Ночь накануне Страстной пятницы была ветреной. При свете полной луны через зарешеченное окошко было видно, как гонимые ветром по небу бегут серые облака, похожие на саваны для мертвецов. Мне не спалось. Да и разве уснешь тут на набитом соломенной трухой матрасе в сырости и холоде, когда каждый день и час неумолимо приближает день нашей казни — первое мая. Полнолуние, да еще и накануне Страстной пятницы — в такую ночь часто происходят разные нехорошие дела.
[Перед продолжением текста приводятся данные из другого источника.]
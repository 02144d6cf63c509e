/// Request dispatch
///
/// One operation per request category. Each takes validated parameters,
/// raises the category's loading indicator for the duration of the call and
/// hands back a `Settled` result tagged with the ticket it was issued under.
/// Failures are logged here and returned as values; nothing is retried.
use std::sync::Arc;

use tracing::instrument;

use crate::{
    error::{ClientError, ClientResult},
    models::{FilterKind, MovieDetail, Query, QueryCategory, RecommendationRecord, SearchTerm, Ticket},
    models::query::EMPTY_SEARCH_PROMPT,
    services::{loading::LoadingGuard, providers::RecommendationBackend, sequence::SequenceTracker},
    view::{Indicator, Region, View},
};

/// Shortest term the autocomplete endpoint is asked about
pub const AUTOCOMPLETE_MIN_CHARS: usize = 2;

/// Outcome of one dispatched request
#[derive(Debug)]
pub struct Settled<T> {
    /// `None` when the request was short-circuited locally
    pub ticket: Option<Ticket>,
    pub result: ClientResult<T>,
}

impl<T> Settled<T> {
    fn local(result: ClientResult<T>) -> Self {
        Self {
            ticket: None,
            result,
        }
    }
}

fn indicator_for(category: QueryCategory) -> Option<Indicator> {
    match category {
        QueryCategory::Auto => Some(Indicator::AutoLoading),
        QueryCategory::Results => Some(Indicator::MovieLoading),
        QueryCategory::Autocomplete => None,
    }
}

#[derive(Clone)]
pub struct RequestDispatcher {
    backend: Arc<dyn RecommendationBackend>,
    view: Arc<dyn View>,
    sequences: Arc<SequenceTracker>,
}

impl RequestDispatcher {
    pub fn new(backend: Arc<dyn RecommendationBackend>, view: Arc<dyn View>) -> Self {
        Self {
            backend,
            view,
            sequences: Arc::new(SequenceTracker::new()),
        }
    }

    /// Whether `ticket` is still the latest issued for its category
    pub fn is_current(&self, ticket: Ticket) -> bool {
        self.sequences.is_current(ticket)
    }

    /// Issues `query` against the backend
    #[instrument(skip_all, fields(backend = self.backend.name(), query = %query))]
    pub async fn dispatch(&self, query: Query) -> Settled<Vec<RecommendationRecord>> {
        let category = query.category();
        let ticket = self.sequences.issue(category);
        let _loading = indicator_for(category).map(|i| LoadingGuard::show(self.view.clone(), i));

        let result = match &query {
            Query::Auto { location, count } => {
                self.backend.auto_recommendations(location, *count).await
            }
            Query::Search { title } => self.backend.recommendations(title.as_str()).await,
            Query::Filter { kind, value } => {
                self.backend.filtered_recommendations(*kind, value).await
            }
            Query::Year { year } => self.backend.filtered_recommendations_by_year(year).await,
        };

        match &result {
            Ok(records) => tracing::info!(
                seq = ticket.seq,
                results = records.len(),
                "Recommendation request settled"
            ),
            Err(e) => tracing::error!(seq = ticket.seq, error = %e, "Recommendation request failed"),
        }

        Settled {
            ticket: Some(ticket),
            result,
        }
    }

    pub async fn fetch_auto_recommendations(
        &self,
        location: &str,
        count: u32,
    ) -> Settled<Vec<RecommendationRecord>> {
        self.dispatch(Query::Auto {
            location: location.to_string(),
            count,
        })
        .await
    }

    /// Searches by title; a blank title shows the prompt and sends nothing
    pub async fn search(&self, raw_title: &str) -> Settled<Vec<RecommendationRecord>> {
        match SearchTerm::parse(raw_title) {
            Ok(title) => {
                self.view.set_text(Region::Prompt, "");
                self.dispatch(Query::Search { title }).await
            }
            Err(e) => {
                tracing::debug!(error = %e, "Search rejected before dispatch");
                self.view.set_text(Region::Prompt, EMPTY_SEARCH_PROMPT);
                Settled::local(Err(e))
            }
        }
    }

    pub async fn filter_by(&self, kind: FilterKind, value: &str) -> Settled<Vec<RecommendationRecord>> {
        self.dispatch(Query::Filter {
            kind,
            value: value.to_string(),
        })
        .await
    }

    pub async fn filter_by_year(&self, year: &str) -> Settled<Vec<RecommendationRecord>> {
        self.dispatch(Query::Year {
            year: year.to_string(),
        })
        .await
    }

    /// Title suggestions for a partially typed term
    ///
    /// Terms shorter than `AUTOCOMPLETE_MIN_CHARS` yield nothing without a
    /// network call but still supersede any suggestions in flight; failures
    /// yield an empty list.
    pub async fn autocomplete(&self, term: &str) -> Settled<Vec<String>> {
        let ticket = self.sequences.issue(QueryCategory::Autocomplete);
        if term.chars().count() < AUTOCOMPLETE_MIN_CHARS {
            return Settled {
                ticket: Some(ticket),
                result: Ok(Vec::new()),
            };
        }

        let titles = match self.backend.autocomplete(term).await {
            Ok(titles) => titles,
            Err(e) => {
                tracing::error!(term = %term, error = %e, "Autocomplete request failed");
                Vec::new()
            }
        };

        Settled {
            ticket: Some(ticket),
            result: Ok(titles),
        }
    }

    /// Full detail for one title; `Ok(None)` when the backend has none
    pub async fn fetch_detail(&self, title: &str) -> ClientResult<Option<MovieDetail>> {
        if title.trim().is_empty() {
            let e = ClientError::InvalidInput("Detail title cannot be empty".to_string());
            tracing::debug!(error = %e, "Detail request rejected before dispatch");
            return Err(e);
        }

        let result = self.backend.fetch_trailer(title).await;
        if let Err(e) = &result {
            tracing::error!(title = %title, error = %e, "Error fetching movie details");
        }
        result
    }
}

#[cfg(test)]
mod tests {
    use super::*;
    use crate::services::providers::MockRecommendationBackend;
    use crate::view::MemoryView;

    fn record(title: &str) -> RecommendationRecord {
        RecommendationRecord::new(title, None, "tid")
    }

    fn dispatcher(mock: MockRecommendationBackend) -> (RequestDispatcher, Arc<MemoryView>) {
        let view = Arc::new(MemoryView::new());
        (RequestDispatcher::new(Arc::new(mock), view.clone()), view)
    }

    fn named(mut mock: MockRecommendationBackend) -> MockRecommendationBackend {
        mock.expect_name().return_const("mock");
        mock
    }

    #[tokio::test]
    async fn test_blank_search_sends_nothing_and_prompts() {
        let mut mock = named(MockRecommendationBackend::new());
        mock.expect_recommendations().never();
        let (dispatcher, view) = dispatcher(mock);

        for blank in ["", "   ", "\t\n"] {
            let settled = dispatcher.search(blank).await;
            assert!(settled.ticket.is_none());
            assert!(matches!(settled.result, Err(ClientError::InvalidInput(_))));
            assert_eq!(view.text_content(Region::Prompt), EMPTY_SEARCH_PROMPT);
        }
        assert!(view.indicator_history(Indicator::MovieLoading).is_empty());
    }

    #[tokio::test]
    async fn test_search_clears_prompt_and_trims() {
        let mut mock = named(MockRecommendationBackend::new());
        mock.expect_recommendations()
            .withf(|title| title == "Avatar")
            .times(1)
            .returning(|_| Ok(vec![record("Aliens")]));
        let (dispatcher, view) = dispatcher(mock);
        view.set_text(Region::Prompt, EMPTY_SEARCH_PROMPT);

        let settled = dispatcher.search("  Avatar  ").await;

        assert_eq!(settled.result.unwrap().len(), 1);
        assert_eq!(view.text_content(Region::Prompt), "");
    }

    #[tokio::test]
    async fn test_loading_released_on_success() {
        let mut mock = named(MockRecommendationBackend::new());
        mock.expect_auto_recommendations()
            .withf(|location, count| location == "japan" && *count == 12)
            .returning(|_, _| Ok(vec![record("Akira")]));
        let (dispatcher, view) = dispatcher(mock);

        assert!(!view.indicator_visible(Indicator::AutoLoading));
        let settled = dispatcher.fetch_auto_recommendations("japan", 12).await;

        assert!(settled.result.is_ok());
        assert_eq!(view.indicator_history(Indicator::AutoLoading), vec![true, false]);
        assert!(view.indicator_history(Indicator::MovieLoading).is_empty());
    }

    #[tokio::test]
    async fn test_loading_released_on_failure() {
        let mut mock = named(MockRecommendationBackend::new());
        mock.expect_filtered_recommendations()
            .returning(|_, _| Err(ClientError::ExternalApi("500".to_string())));
        let (dispatcher, view) = dispatcher(mock);

        let settled = dispatcher.filter_by(FilterKind::Country, "Japan").await;

        assert!(settled.result.is_err());
        assert_eq!(view.indicator_history(Indicator::MovieLoading), vec![true, false]);
    }

    #[tokio::test]
    async fn test_filter_passes_kind_and_value() {
        let mut mock = named(MockRecommendationBackend::new());
        mock.expect_filtered_recommendations()
            .withf(|kind, value| *kind == FilterKind::Genre && value == "Comedy")
            .times(1)
            .returning(|_, _| Ok(vec![]));
        let (dispatcher, _view) = dispatcher(mock);

        let settled = dispatcher.filter_by(FilterKind::Genre, "Comedy").await;
        assert!(settled.result.unwrap().is_empty());
    }

    #[tokio::test]
    async fn test_year_filter_uses_results_category() {
        let mut mock = named(MockRecommendationBackend::new());
        mock.expect_filtered_recommendations_by_year()
            .withf(|year| year == "1999")
            .returning(|_| Ok(vec![record("The Matrix")]));
        let (dispatcher, view) = dispatcher(mock);

        let settled = dispatcher.filter_by_year("1999").await;

        assert_eq!(settled.ticket.map(|t| t.category), Some(QueryCategory::Results));
        assert_eq!(view.indicator_history(Indicator::MovieLoading), vec![true, false]);
    }

    #[tokio::test]
    async fn test_autocomplete_short_term_skips_network() {
        let mut mock = MockRecommendationBackend::new();
        mock.expect_autocomplete().never();
        let (dispatcher, _view) = dispatcher(mock);

        for term in ["", "a", "é"] {
            let settled = dispatcher.autocomplete(term).await;
            assert!(settled.ticket.is_some());
            assert!(settled.result.unwrap().is_empty());
        }
    }

    #[tokio::test]
    async fn test_short_term_supersedes_pending_suggestions() {
        let mut mock = MockRecommendationBackend::new();
        mock.expect_autocomplete()
            .times(1)
            .returning(|_| Ok(vec!["Alien".to_string()]));
        let (dispatcher, _view) = dispatcher(mock);

        let longer = dispatcher.autocomplete("al").await.ticket.unwrap();
        let shorter = dispatcher.autocomplete("a").await.ticket.unwrap();

        assert!(!dispatcher.is_current(longer));
        assert!(dispatcher.is_current(shorter));
    }

    #[tokio::test]
    async fn test_autocomplete_failure_yields_empty_list() {
        let mut mock = MockRecommendationBackend::new();
        mock.expect_autocomplete()
            .returning(|_| Err(ClientError::ExternalApi("503".to_string())));
        let (dispatcher, _view) = dispatcher(mock);

        let settled = dispatcher.autocomplete("ava").await;
        assert!(settled.ticket.is_some());
        assert!(settled.result.unwrap().is_empty());
    }

    #[tokio::test]
    async fn test_newer_ticket_supersedes_older() {
        let mut mock = named(MockRecommendationBackend::new());
        mock.expect_recommendations().returning(|_| Ok(vec![]));
        let (dispatcher, _view) = dispatcher(mock);

        let first = dispatcher.search("Alien").await.ticket.unwrap();
        let second = dispatcher.search("Aliens").await.ticket.unwrap();

        assert!(!dispatcher.is_current(first));
        assert!(dispatcher.is_current(second));
    }

    #[tokio::test]
    async fn test_fetch_detail_absent() {
        let mut mock = MockRecommendationBackend::new();
        mock.expect_fetch_trailer().returning(|_| Ok(None));
        let (dispatcher, _view) = dispatcher(mock);

        assert_eq!(dispatcher.fetch_detail("Unknown").await.unwrap(), None);
    }

    #[tokio::test]
    async fn test_fetch_detail_blank_title_is_rejected() {
        let mut mock = MockRecommendationBackend::new();
        mock.expect_fetch_trailer().never();
        let (dispatcher, _view) = dispatcher(mock);

        assert!(dispatcher.fetch_detail("  ").await.is_err());
    }
}
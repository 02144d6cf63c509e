use std::sync::Arc;

use crate::{
    error::ClientResult,
    models::LocationInfo,
    services::providers::GeoLocator,
    view::{Region, View},
};

/// Resolves the viewer's approximate location, once per session
#[derive(Clone)]
pub struct LocationResolver {
    locator: Arc<dyn GeoLocator>,
    view: Arc<dyn View>,
}

impl LocationResolver {
    pub fn new(locator: Arc<dyn GeoLocator>, view: Arc<dyn View>) -> Self {
        Self { locator, view }
    }

    /// Single attempt, no retry. On success the location line is written to
    /// the page; on failure the error is returned untouched for the caller to
    /// branch on.
    pub async fn resolve_location(&self) -> ClientResult<LocationInfo> {
        let geo = self.locator.locate().await.map_err(|e| {
            tracing::warn!(error = %e, "Geolocation lookup failed");
            e
        })?;

        let info = LocationInfo::from_geolocation(geo);
        self.view.set_text(Region::Location, &info.display_line());
        Ok(info)
    }
}

#[cfg(test)]
mod tests {
    use super::*;
    use crate::error::ClientError;
    use crate::models::GeoLocation;
    use crate::services::providers::MockGeoLocator;
    use crate::view::MemoryView;

    #[tokio::test]
    async fn test_resolve_writes_location_line() {
        let mut locator = MockGeoLocator::new();
        locator.expect_locate().times(1).returning(|| {
            Ok(GeoLocation {
                country: "NL".to_string(),
                region: "North Holland".to_string(),
            })
        });
        let view = Arc::new(MemoryView::new());
        let resolver = LocationResolver::new(Arc::new(locator), view.clone());

        let info = resolver.resolve_location().await.unwrap();

        assert_eq!(info.country_name, "Netherlands");
        assert_eq!(info.query_location(), "netherlands");
        assert_eq!(
            view.text_content(Region::Location),
            "Your Location: Netherlands, North Holland"
        );
    }

    #[tokio::test]
    async fn test_resolve_failure_leaves_page_untouched() {
        let mut locator = MockGeoLocator::new();
        locator
            .expect_locate()
            .times(1)
            .returning(|| Err(ClientError::ExternalApi("429".to_string())));
        let view = Arc::new(MemoryView::new());
        let resolver = LocationResolver::new(Arc::new(locator), view.clone());

        assert!(resolver.resolve_location().await.is_err());
        assert_eq!(view.text_content(Region::Location), "");
    }
}
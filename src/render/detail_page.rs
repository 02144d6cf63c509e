use reqwest::Url;

use crate::{
    error::{ClientError, ClientResult},
    models::MovieDetail,
    render::markup::{escape, Element},
};

const EMBED_BASE: &str = "https://www.youtube.com/embed/";
const WATCH_BASE: &str = "https://www.youtube.com/watch";

/// Marks the element whose click opens the external trailer
pub const OPEN_TRAILER_ACTION: &str = "open-trailer";

const EMBED_ALLOW: &str =
    "accelerometer; autoplay; clipboard-write; encrypted-media; gyroscope; picture-in-picture";

/// Narrow viewports shrink the embed and the poster
const RESPONSIVE_RULES: &str = "@media (max-width: 600px) {\
.youtube-video { width: 426px; height: 260px; }\
.poster-image { width: 150px; height: auto; }\
}";

const BODY_STYLE: &str = "font-family: Arial, sans-serif; background-color: #1e1e1e; color: #fff; \
padding: 20px; box-sizing: border-box; display: flex; flex-direction: column; height: 100%;";

const LAYOUT_STYLE: &str = "display: flex; flex-direction: row; justify-content: space-around; \
align-items: center; text-align: center;";
const METADATA_ROW_STYLE: &str =
    "display: flex; justify-content: flex-start; align-items: center; width: 100%; margin-top: 20px;";
const POSTER_STYLE: &str = "max-width: 200px; margin-left: 50px; margin-right: 20px; cursor: pointer;";
const TEXT_COLUMN_STYLE: &str = "flex: 1; display: flex; flex-direction: column; text-align: left;";

/// Embed URL for a trailer, with the id percent-encoded as a path segment
pub fn trailer_embed_url(trailer_id: &str) -> ClientResult<Url> {
    let mut url = Url::parse(EMBED_BASE).map_err(|e| ClientError::Internal(e.to_string()))?;
    url.path_segments_mut()
        .map_err(|_| ClientError::Internal("embed base cannot be a base URL".to_string()))?
        .pop_if_empty()
        .push(trailer_id);
    Ok(url)
}

/// Canonical watch page opened by the poster's secondary action
pub fn external_trailer_url(trailer_id: &str) -> ClientResult<Url> {
    Url::parse_with_params(WATCH_BASE, &[("v", trailer_id)])
        .map_err(|e| ClientError::Internal(e.to_string()))
}

/// Self-contained content of a detail view
#[derive(Debug, Clone, PartialEq)]
pub struct DetailDocument {
    pub title: String,
    pub head_style: String,
    pub body_style: String,
    pub body: Element,
}

impl DetailDocument {
    /// Two-pane layout: trailer embed on the left, poster and metadata on the right
    pub fn build(detail: &MovieDetail) -> ClientResult<Self> {
        let embed = Element::new("iframe")
            .class("youtube-video")
            .attr("width", "854")
            .attr("height", "480")
            .attr("src", trailer_embed_url(&detail.trailer_id)?.to_string())
            .attr("frameborder", "0")
            .attr("allow", EMBED_ALLOW)
            .attr("allowfullscreen", "");

        let poster = Element::new("div")
            .attr("data-action", OPEN_TRAILER_ACTION)
            .attr("data-trailer-id", detail.trailer_id.as_str())
            .child(
                Element::new("img")
                    .class("poster-image")
                    .attr("src", detail.poster_or_placeholder())
                    .attr("alt", detail.title.as_str())
                    .style(POSTER_STYLE),
            );

        let mut text = Element::new("div")
            .style("text-align: left;")
            .child(Element::new("h2").style("margin-top: 20px;").text("Movie Details:"))
            .child(Element::new("h3").style("color: red;").text(detail.title.as_str()));
        for line in [
            &detail.top_cast,
            &detail.director,
            &detail.country,
            &detail.genre,
            &detail.runtime,
            &detail.imdb_score,
        ] {
            text = text.child(Element::new("p").style("text-align: left;").text(line.as_str()));
        }

        let body = Element::new("div")
            .class("display-content")
            .style(LAYOUT_STYLE)
            .child(Element::new("div").style("flex: 1;").child(embed))
            .child(
                Element::new("div")
                    .class("movie-details")
                    .style(METADATA_ROW_STYLE)
                    .child(poster)
                    .child(Element::new("div").style(TEXT_COLUMN_STYLE).child(text)),
            );

        Ok(Self {
            title: detail.title.clone(),
            head_style: RESPONSIVE_RULES.to_string(),
            body_style: BODY_STYLE.to_string(),
            body,
        })
    }

    /// Trailer id bound to the poster's open-external action
    pub fn poster_trailer_id(&self) -> Option<&str> {
        find_action(&self.body, OPEN_TRAILER_ACTION).and_then(|el| el.attr_value("data-trailer-id"))
    }

    pub fn to_html(&self) -> String {
        format!(
            "<!DOCTYPE html><html><head><meta charset=\"utf-8\"><title>{}</title><style>{}</style></head>\
<body style=\"{}\">{}</body></html>",
            escape(&self.title),
            self.head_style,
            escape(&self.body_style),
            self.body.to_html()
        )
    }
}

fn find_action<'a>(element: &'a Element, action: &str) -> Option<&'a Element> {
    if element.attr_value("data-action") == Some(action) {
        return Some(element);
    }
    element
        .children
        .iter()
        .filter_map(|node| node.as_element())
        .find_map(|child| find_action(child, action))
}
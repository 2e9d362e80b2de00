use tracing::debug;

use crate::{
    error::StreamResult,
    resolver::Resolver,
    transcode::{TranscodeJob, Transcoder},
    types::TrackQuery,
};

/// Resolve-then-transcode, the work behind one cache fetch episode.
pub struct Pipeline {
    resolver: Resolver,
    transcoder: Transcoder,
}

impl Pipeline {
    pub fn new(resolver: Resolver, transcoder: Transcoder) -> Self {
        Self {
            resolver,
            transcoder,
        }
    }

    pub fn resolver(&self) -> &Resolver {
        &self.resolver
    }

    pub fn transcoder(&self) -> &Transcoder {
        &self.transcoder
    }

    /// Locates a source for `query` and starts encoding it.
    pub async fn start(&self, query: &TrackQuery) -> StreamResult<TranscodeJob> {
        let source = self.resolver.resolve(query).await?;
        debug!(
            provider = %source.provider,
            matched = %source.matched.title,
            "pipeline: starting transcode"
        );
        self.transcoder.transcode(&source).await
    }
}
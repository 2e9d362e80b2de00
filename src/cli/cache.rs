use tabled::Table;

use crate::{
    cache::CacheKey,
    config::Settings,
    error, success,
    types::CacheTableRow,
    warning,
};

pub async fn list_cache(settings: &Settings) {
    let service = super::open_service(settings).await;
    let cache = service.cache();
    let entries = cache.snapshot();

    if entries.is_empty() {
        warning!("Cache at {} is empty.", settings.cache.dir.display());
        return;
    }

    let rows: Vec<CacheTableRow> = entries
        .into_iter()
        .map(|e| CacheTableRow {
            key: e.key.to_string(),
            state: e.state.to_string(),
            size: super::format_bytes(e.size),
            readers: e.readers,
            last_access: e.last_access.format("%Y-%m-%d %H:%M:%S").to_string(),
        })
        .collect();

    println!("{}", Table::new(rows));
    println!(
        "{} of {} used",
        super::format_bytes(cache.ready_bytes()),
        super::format_bytes(settings.cache.max_bytes)
    );
}

pub async fn sweep_cache(settings: &Settings) {
    let service = super::open_service(settings).await;
    let report = service.cache().sweep().await;
    success!(
        "Evicted {} entries ({}), {} of {} in use.",
        report.evicted.len(),
        super::format_bytes(report.freed),
        super::format_bytes(report.remaining),
        super::format_bytes(settings.cache.max_bytes)
    );
}

pub async fn purge_cache(settings: &Settings, key: &str) {
    let Some(key) = CacheKey::from_file_stem(key) else {
        error!("'{}' is not a cache key.", key);
    };

    let service = super::open_service(settings).await;
    match service.cache().remove(&key).await {
        Ok(true) => success!("Removed {}.", key),
        Ok(false) => warning!("{} is not cached.", key),
        Err(e) => error!("Cannot remove {}. Err: {}", key, e),
    }
}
У меня начали слипаться веки, и я уже задремал, когда неожиданно вспыхнула беспорядочная стрельба из винтовок, в трескотню которых вплелись редкие, почти неслышные щелчки выстрелов из какого-то незнакомого мне оружия. Закончилась эта перестрелка, заставившая всех обитателей нашей камеры проснуться и, вскочив на ноги, настороженно вслушиваться в звуки ночного боя, несколькими сильными взрывами, после чего внутренний двор тюрьмы озарили отсветы яркого пламени, а до наших ушей донеслись душераздирающие крики сгорающих заживо людей. Из нашего окна место пожара видно не было, но гореть должно было где-то там, где располагалось караульное помещение. Стрельба после этого стала стихать. Очевидно, что нападающие сломили сопротивление охраны и теперь занимали территорию тюрьмы, начиная с административного корпуса. Ведь, кроме нас, уже осужденных, в камерах тюрьмы содержались люди, которых должны были судить двадцатого апреля.
Вскоре в коридоре, в который выходила дверь нашей камеры, раздались звуки тяжелых шагов, скрежет отпираемых замков и отодвигаемых железных засовов, который, впрочем, в этот момент показался нам прекрасней любой музыки. Потом до нас донеслись счастливые крики выпущенных на свободу людей. Вот подошла очередь и нашей камеры. Лязгнул засов, и дверь со скрипом стала открываться. Мы с Оги переглянулись. Мы даже не предполагали, что за люди освободили нас. Да и кому были нужны люди, осужденные на смерть проклятым британским правосудием. Ведь никто бы не стал рисковать своей жизнью и ради нас штурмовать тюрьму, со стрельбой и взрывами. О таком не напишут даже в авантюрных романах, которые обожает читать моя единственная дочь.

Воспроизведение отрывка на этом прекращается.